Listed records below:

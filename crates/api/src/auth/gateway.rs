//! Authentication gateway used by route handlers
//!
//! Two credential kinds reach the gateway:
//! - access tokens, verified statelessly by MAC and expiry
//! - refresh tokens, verified by a store lookup against expiry and revocation
//!
//! They fail and revoke differently, so [`Credential`] keeps them distinct
//! behind the single [`AuthGateway::verify`] entry point.

use std::sync::{Arc, OnceLock};
use std::time::Duration;

use axum::http::HeaderMap;
use time::OffsetDateTime;
use uuid::Uuid;

use super::headers::{extract_bearer, HeaderError};
use super::jwt::{JwtError, JwtManager};
use super::password::{generate_impossible_hash, verify_password_blocking, PasswordError};
use super::refresh_tokens::{is_usable, RefreshTokenError, RefreshTokenStore};
use crate::db::{RefreshToken, StoreError, User, UserRepository};

/// Longest lifetime an access token may be issued with
pub const MAX_ACCESS_TOKEN_TTL: Duration = Duration::from_secs(60 * 60);

#[derive(Debug, thiserror::Error)]
pub enum AuthError {
    #[error(transparent)]
    Header(#[from] HeaderError),
    #[error("no user with that email")]
    UserNotFound,
    #[error("password does not match")]
    InvalidCredentials,
    #[error("refresh token is unknown, expired or revoked")]
    InvalidToken,
    #[error("unauthorized")]
    Unauthorized,
    #[error("forbidden")]
    Forbidden,
    #[error("persistence failure: {0}")]
    Persistence(#[from] StoreError),
    #[error("internal error: {0}")]
    Internal(String),
}

impl From<RefreshTokenError> for AuthError {
    fn from(e: RefreshTokenError) -> Self {
        match e {
            RefreshTokenError::NotFound => AuthError::InvalidToken,
            RefreshTokenError::ForbiddenOperation(_) => AuthError::Forbidden,
            RefreshTokenError::Generation(msg) => AuthError::Internal(msg),
            RefreshTokenError::Store(e) => AuthError::Persistence(e),
        }
    }
}

impl From<PasswordError> for AuthError {
    fn from(e: PasswordError) -> Self {
        match e {
            PasswordError::Mismatch => AuthError::InvalidCredentials,
            other => AuthError::Internal(other.to_string()),
        }
    }
}

/// A credential presented by a client
#[derive(Debug, Clone)]
pub enum Credential {
    /// Signed JWT, checked without touching the database
    AccessToken(String),
    /// Opaque token checked against the refresh token table
    RefreshToken(String),
}

/// Who a verified credential belongs to
#[derive(Debug, Clone, PartialEq, Eq)]
pub enum Identity {
    Stateless { user_id: Uuid },
    Stateful { user_id: Uuid, token: RefreshToken },
}

impl Identity {
    pub fn user_id(&self) -> Uuid {
        match self {
            Identity::Stateless { user_id } | Identity::Stateful { user_id, .. } => *user_id,
        }
    }
}

/// Result of a successful login
#[derive(Debug, Clone)]
pub struct LoginSession {
    pub user: User,
    pub access_token: String,
    pub refresh_token: RefreshToken,
}

/// Clamp a requested access token lifetime to `(0, 1h]`, defaulting to 1h
pub fn access_token_ttl(requested_secs: Option<u64>) -> Duration {
    match requested_secs {
        Some(secs) if secs > 0 => Duration::from_secs(secs).min(MAX_ACCESS_TOKEN_TTL),
        _ => MAX_ACCESS_TOKEN_TTL,
    }
}

#[derive(Clone)]
pub struct AuthGateway {
    users: Arc<dyn UserRepository>,
    refresh_tokens: RefreshTokenStore,
    jwt: JwtManager,
}

impl AuthGateway {
    pub fn new(
        users: Arc<dyn UserRepository>,
        refresh_tokens: RefreshTokenStore,
        jwt: JwtManager,
    ) -> Self {
        Self {
            users,
            refresh_tokens,
            jwt,
        }
    }

    pub fn refresh_tokens(&self) -> &RefreshTokenStore {
        &self.refresh_tokens
    }

    /// Verify either kind of credential
    pub async fn verify(&self, credential: Credential) -> Result<Identity, AuthError> {
        match credential {
            Credential::AccessToken(token) => {
                let user_id = self.jwt.validate(&token).map_err(|e| {
                    tracing::debug!(error = %e, "Access token rejected");
                    match e {
                        JwtError::Signing(msg) => AuthError::Internal(msg),
                        JwtError::InvalidToken(_) | JwtError::SubjectParse => {
                            AuthError::Unauthorized
                        }
                    }
                })?;
                Ok(Identity::Stateless { user_id })
            }
            Credential::RefreshToken(token) => {
                let record = self.refresh_tokens.lookup(&token).await?;
                if !is_usable(&record, OffsetDateTime::now_utc()) {
                    tracing::info!(
                        user_id = %record.user_id,
                        revoked = record.revoked_at.is_some(),
                        "Refresh token expired or revoked"
                    );
                    return Err(AuthError::InvalidToken);
                }
                Ok(Identity::Stateful {
                    user_id: record.user_id,
                    token: record,
                })
            }
        }
    }

    /// Authenticate a request by its bearer access token
    ///
    /// Every failure (missing header, bad signature, expiry) collapses to
    /// [`AuthError::Unauthorized`]; the cause is only logged.
    pub async fn authenticate(&self, headers: &HeaderMap) -> Result<Uuid, AuthError> {
        let token = extract_bearer(headers).map_err(|e| {
            tracing::debug!(error = %e, "No usable bearer token");
            AuthError::Unauthorized
        })?;
        match self.verify(Credential::AccessToken(token)).await {
            Ok(identity) => Ok(identity.user_id()),
            Err(AuthError::Internal(msg)) => Err(AuthError::Internal(msg)),
            Err(_) => Err(AuthError::Unauthorized),
        }
    }

    /// Check email and password, then issue an access and a refresh token
    ///
    /// An unknown email and a wrong password both cost one Argon2
    /// verification and surface as 401s with the same body.
    pub async fn login(
        &self,
        email: &str,
        password: &str,
        requested_ttl_secs: Option<u64>,
    ) -> Result<LoginSession, AuthError> {
        let Some(user) = self.users.get_user_by_email(email).await? else {
            match dummy_hash() {
                Some(hash) => {
                    let _ = verify_password_blocking(password.to_string(), hash).await;
                }
                None => tracing::warn!("Dummy password hash unavailable for timing equalization"),
            }
            return Err(AuthError::UserNotFound);
        };

        verify_password_blocking(password.to_string(), user.hashed_password.clone())
            .await
            .map_err(|e| match e {
                PasswordError::Mismatch => {
                    tracing::info!(user_id = %user.id, "Login rejected: password mismatch");
                    AuthError::InvalidCredentials
                }
                other => {
                    tracing::error!(user_id = %user.id, error = %other, "Stored password hash unusable");
                    AuthError::from(other)
                }
            })?;

        // Persist the refresh token first so a failure leaves nothing issued
        let refresh_token = self.refresh_tokens.create(user.id).await?;
        let access_token = self
            .jwt
            .issue(user.id, access_token_ttl(requested_ttl_secs))
            .map_err(|e| AuthError::Internal(e.to_string()))?;

        tracing::info!(user_id = %user.id, "User logged in");
        Ok(LoginSession {
            user,
            access_token,
            refresh_token,
        })
    }

    /// Mint a new one-hour access token from a usable refresh token
    ///
    /// The refresh token itself is not rotated and stays valid.
    pub async fn refresh(&self, refresh_token: &str) -> Result<String, AuthError> {
        let identity = self
            .verify(Credential::RefreshToken(refresh_token.to_string()))
            .await?;
        self.jwt
            .issue(identity.user_id(), MAX_ACCESS_TOKEN_TTL)
            .map_err(|e| AuthError::Internal(e.to_string()))
    }

    /// Revoke a refresh token. Never fails from the caller's point of view.
    pub async fn revoke(&self, refresh_token: &str) {
        match self.refresh_tokens.revoke(refresh_token).await {
            Ok(true) => tracing::info!("Refresh token revoked"),
            Ok(false) => tracing::info!("Revoke requested for unknown or already revoked token"),
            Err(e) => tracing::error!(error = %e, "Failed to revoke refresh token"),
        }
    }
}

/// Process-wide hash used to equalize login timing for unknown emails
fn dummy_hash() -> Option<String> {
    static HASH: OnceLock<Option<String>> = OnceLock::new();
    HASH.get_or_init(|| generate_impossible_hash().ok())
        .clone()
}
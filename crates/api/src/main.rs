// API server clippy configuration
#![cfg_attr(test, allow(clippy::expect_used))]
#![cfg_attr(test, allow(clippy::unwrap_used))]

//! Chirpy API Server
//!
//! Serves the JSON API, the admin pages and the static `/app` site.

use std::net::SocketAddr;

use chirpy_api::{routes::create_router, AppState, Config};
use chirpy_shared::{create_pool, run_migrations};
use tower_http::trace::TraceLayer;
use tracing_subscriber::{layer::SubscriberExt, util::SubscriberInitExt};

#[tokio::main]
async fn main() -> anyhow::Result<()> {
    // Load .env file if present
    dotenvy::dotenv().ok();

    tracing_subscriber::registry()
        .with(
            tracing_subscriber::EnvFilter::try_from_default_env()
                .unwrap_or_else(|_| "info,chirpy_api=debug".into()),
        )
        .with(tracing_subscriber::fmt::layer())
        .init();

    tracing::info!("Starting Chirpy API Server v{}", env!("CARGO_PKG_VERSION"));

    let config = Config::from_env()?;
    tracing::info!(
        platform = %config.platform.as_str(),
        fileserver_root = %config.fileserver_root.display(),
        "Configuration loaded"
    );

    tracing::info!("Connecting to database...");
    let pool = create_pool(&config.database_url, config.db_max_connections).await?;
    tracing::info!("Database connection established");

    if config.run_migrations {
        tracing::info!("Running database migrations...");
        run_migrations(&pool).await?;
        tracing::info!("Database migrations applied");
    } else {
        tracing::info!("Database migrations skipped (RUN_MIGRATIONS=false)");
    }

    let addr: SocketAddr = config.bind_address.parse()?;
    let state = AppState::new(pool, config);
    let app = create_router(state).layer(TraceLayer::new_for_http());

    tracing::info!("Starting server on {}", addr);
    let listener = tokio::net::TcpListener::bind(addr).await?;
    axum::serve(listener, app)
        .with_graceful_shutdown(shutdown_signal())
        .await?;

    tracing::info!("Server stopped");
    Ok(())
}

async fn shutdown_signal() {
    if let Err(e) = tokio::signal::ctrl_c().await {
        tracing::error!(error = %e, "Failed to listen for shutdown signal");
        std::future::pending::<()>().await;
    }
    tracing::info!("Shutdown signal received");
}
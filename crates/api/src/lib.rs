// API crate clippy configuration
// Test code patterns:
#![cfg_attr(test, allow(clippy::expect_used))]
#![cfg_attr(test, allow(clippy::unwrap_used))]

//! Chirpy API Library
//!
//! This crate contains the API server components for Chirpy.

pub mod auth;
pub mod config;
pub mod db;
pub mod error;
pub mod metrics;
pub mod routes;
pub mod state;

pub use config::Config;
pub use error::{ApiError, ApiResult};
pub use state::AppState;
//! Refresh token lifecycle
//!
//! Refresh tokens are opaque 256-bit random values (64 hex chars) stored
//! server-side. A token is `Active` until it either passes `expires_at` or is
//! revoked; neither state can be left.

use std::sync::Arc;

use rand::rngs::OsRng;
use rand::TryRngCore;
use time::{Duration, OffsetDateTime};
use uuid::Uuid;

use crate::config::Platform;
use crate::db::{NewRefreshToken, RefreshToken, RefreshTokenRepository, StoreError};

/// Lifetime of a refresh token from creation
pub const REFRESH_TOKEN_TTL: Duration = Duration::days(60);

/// Random bytes per token
const TOKEN_BYTES: usize = 32;

#[derive(Debug, thiserror::Error)]
pub enum RefreshTokenError {
    #[error("refresh token not found")]
    NotFound,
    #[error("operation not permitted on platform {0:?}")]
    ForbiddenOperation(String),
    #[error("token generation failed: {0}")]
    Generation(String),
    #[error(transparent)]
    Store(#[from] StoreError),
}

/// Generate a random token as 64 lowercase hex chars
pub fn generate_token() -> Result<String, RefreshTokenError> {
    let mut bytes = [0u8; TOKEN_BYTES];
    OsRng
        .try_fill_bytes(&mut bytes)
        .map_err(|e| RefreshTokenError::Generation(e.to_string()))?;
    Ok(hex::encode(bytes))
}

/// A token yields new access tokens only while unexpired and unrevoked
pub fn is_usable(record: &RefreshToken, now: OffsetDateTime) -> bool {
    now < record.expires_at && record.revoked_at.is_none()
}

#[derive(Clone)]
pub struct RefreshTokenStore {
    repo: Arc<dyn RefreshTokenRepository>,
    platform: Platform,
}

impl RefreshTokenStore {
    pub fn new(repo: Arc<dyn RefreshTokenRepository>, platform: Platform) -> Self {
        Self { repo, platform }
    }

    /// Issue and persist a fresh token for `user_id`
    pub async fn create(&self, user_id: Uuid) -> Result<RefreshToken, RefreshTokenError> {
        let now = OffsetDateTime::now_utc();
        let record = self
            .repo
            .insert_refresh_token(NewRefreshToken {
                token: generate_token()?,
                user_id,
                created_at: now,
                expires_at: now + REFRESH_TOKEN_TTL,
            })
            .await?;

        tracing::debug!(user_id = %user_id, expires_at = %record.expires_at, "Refresh token created");
        Ok(record)
    }

    /// Fetch a token record; `NotFound` if it was never issued
    pub async fn lookup(&self, token: &str) -> Result<RefreshToken, RefreshTokenError> {
        self.repo
            .get_refresh_token(token)
            .await?
            .ok_or(RefreshTokenError::NotFound)
    }

    /// Revoke a token. Already-revoked and unknown tokens return `Ok(false)`.
    pub async fn revoke(&self, token: &str) -> Result<bool, RefreshTokenError> {
        let revoked = self
            .repo
            .revoke_refresh_token(token, OffsetDateTime::now_utc())
            .await?;
        Ok(revoked)
    }

    /// Delete every user and, by cascade, every token. Dev platform only.
    pub async fn purge_all(&self) -> Result<u64, RefreshTokenError> {
        if !self.platform.is_dev() {
            return Err(RefreshTokenError::ForbiddenOperation(
                self.platform.as_str().to_string(),
            ));
        }
        let deleted = self.repo.delete_all_users().await?;
        tracing::warn!(users_deleted = deleted, "All users purged");
        Ok(deleted)
    }
}

#[cfg(test)]
mod tests {
    use super::*;
    use crate::db::memory::MemoryStore;
    use crate::db::UserRepository;

    fn store_on(platform: &str) -> (Arc<MemoryStore>, RefreshTokenStore) {
        let mem = Arc::new(MemoryStore::new());
        let store = RefreshTokenStore::new(mem.clone(), Platform::from(platform));
        (mem, store)
    }

    fn record(expires_at: OffsetDateTime, revoked_at: Option<OffsetDateTime>) -> RefreshToken {
        let now = OffsetDateTime::now_utc();
        RefreshToken {
            token: "t".repeat(64),
            created_at: now,
            updated_at: now,
            user_id: Uuid::new_v4(),
            expires_at,
            revoked_at,
        }
    }

    #[test]
    fn test_generated_tokens_are_64_hex_chars_and_unique() {
        let a = generate_token().unwrap();
        let b = generate_token().unwrap();
        assert_eq!(a.len(), 64);
        assert!(a.chars().all(|c| c.is_ascii_hexdigit() && !c.is_ascii_uppercase()));
        assert_ne!(a, b);
    }

    #[test]
    fn test_usability_boundaries() {
        let now = OffsetDateTime::now_utc();
        assert!(is_usable(&record(now + Duration::seconds(1), None), now));
        assert!(!is_usable(&record(now, None), now), "expires_at == now is expired");
        assert!(!is_usable(&record(now - Duration::seconds(1), None), now));
        assert!(!is_usable(&record(now + Duration::days(1), Some(now)), now));
    }

    #[tokio::test]
    async fn test_create_sets_sixty_day_lifetime() {
        let (_, store) = store_on("dev");
        let user_id = Uuid::new_v4();
        let record = store.create(user_id).await.unwrap();

        assert_eq!(record.user_id, user_id);
        assert_eq!(record.token.len(), 64);
        assert_eq!(record.expires_at - record.created_at, Duration::days(60));
        assert!(record.revoked_at.is_none());
        assert!(is_usable(&record, OffsetDateTime::now_utc()));
    }

    #[tokio::test]
    async fn test_lookup_unknown_token_is_not_found() {
        let (_, store) = store_on("dev");
        assert!(matches!(
            store.lookup("never-issued").await,
            Err(RefreshTokenError::NotFound)
        ));
    }

    #[tokio::test]
    async fn test_revoke_is_permanent_and_idempotent() {
        let (_, store) = store_on("dev");
        let record = store.create(Uuid::new_v4()).await.unwrap();

        assert!(store.revoke(&record.token).await.unwrap());
        let first = store.lookup(&record.token).await.unwrap();
        let revoked_at = first.revoked_at.expect("revoked_at set");
        assert!(!is_usable(&first, OffsetDateTime::now_utc()));

        // Second revoke changes nothing, including the timestamp
        assert!(!store.revoke(&record.token).await.unwrap());
        let second = store.lookup(&record.token).await.unwrap();
        assert_eq!(second.revoked_at, Some(revoked_at));
    }

    #[tokio::test]
    async fn test_revoke_unknown_token_is_not_an_error() {
        let (_, store) = store_on("dev");
        assert!(!store.revoke("never-issued").await.unwrap());
    }

    #[tokio::test]
    async fn test_purge_all_forbidden_outside_dev() {
        let (mem, store) = store_on("prod");
        mem.create_user("a@b.com", "hash").await.unwrap();

        assert!(matches!(
            store.purge_all().await,
            Err(RefreshTokenError::ForbiddenOperation(p)) if p == "prod"
        ));
        assert_eq!(mem.user_count(), 1);
    }

    #[tokio::test]
    async fn test_purge_all_cascades_to_tokens_on_dev() {
        let (mem, store) = store_on("dev");
        let user = mem.create_user("a@b.com", "hash").await.unwrap();
        let record = store.create(user.id).await.unwrap();

        assert_eq!(store.purge_all().await.unwrap(), 1);
        assert_eq!(mem.user_count(), 0);
        assert!(matches!(
            store.lookup(&record.token).await,
            Err(RefreshTokenError::NotFound)
        ));
    }
}
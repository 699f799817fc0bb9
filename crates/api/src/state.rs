//! Application state

use std::sync::Arc;

use sqlx::PgPool;

use crate::{
    auth::{AuthGateway, JwtManager, RefreshTokenStore},
    config::Config,
    db::{ChirpRepository, PgStore, RefreshTokenRepository, UserRepository},
    metrics::RequestMetrics,
};

/// Shared application state
#[derive(Clone)]
pub struct AppState {
    pub config: Arc<Config>,
    pub users: Arc<dyn UserRepository>,
    pub chirps: Arc<dyn ChirpRepository>,
    pub auth: AuthGateway,
    /// Hits served by the `/app` file server
    pub metrics: RequestMetrics,
}

impl AppState {
    pub fn new(pool: PgPool, config: Config) -> Self {
        Self::with_store(config, Arc::new(PgStore::new(pool)))
    }

    /// Build state over any store implementing all three repositories
    pub fn with_store<S>(config: Config, store: Arc<S>) -> Self
    where
        S: UserRepository + ChirpRepository + RefreshTokenRepository + 'static,
    {
        if config.platform.is_dev() {
            tracing::warn!("Running on the dev platform: /admin/reset is enabled");
        }
        if config.polka_key.is_empty() {
            tracing::warn!("POLKA_KEY not set: every Polka webhook will be rejected");
        }

        let refresh_tokens = RefreshTokenStore::new(store.clone(), config.platform.clone());
        let auth = AuthGateway::new(
            store.clone(),
            refresh_tokens,
            JwtManager::new(&config.jwt_secret),
        );

        Self {
            config: Arc::new(config),
            users: store.clone(),
            chirps: store,
            auth,
            metrics: RequestMetrics::new(),
        }
    }
}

End of Listed records.

* Exercise goal
Locate the word "ChirpRepository" in the entries, and copy every line where it is found.

* Solution to this problem
    db::{ChirpRepository, PgStore, RefreshTokenRepository, UserRepository},
    pub chirps: Arc<dyn ChirpRepository>,
        S: UserRepository + ChirpRepository + RefreshTokenRepository + 'static,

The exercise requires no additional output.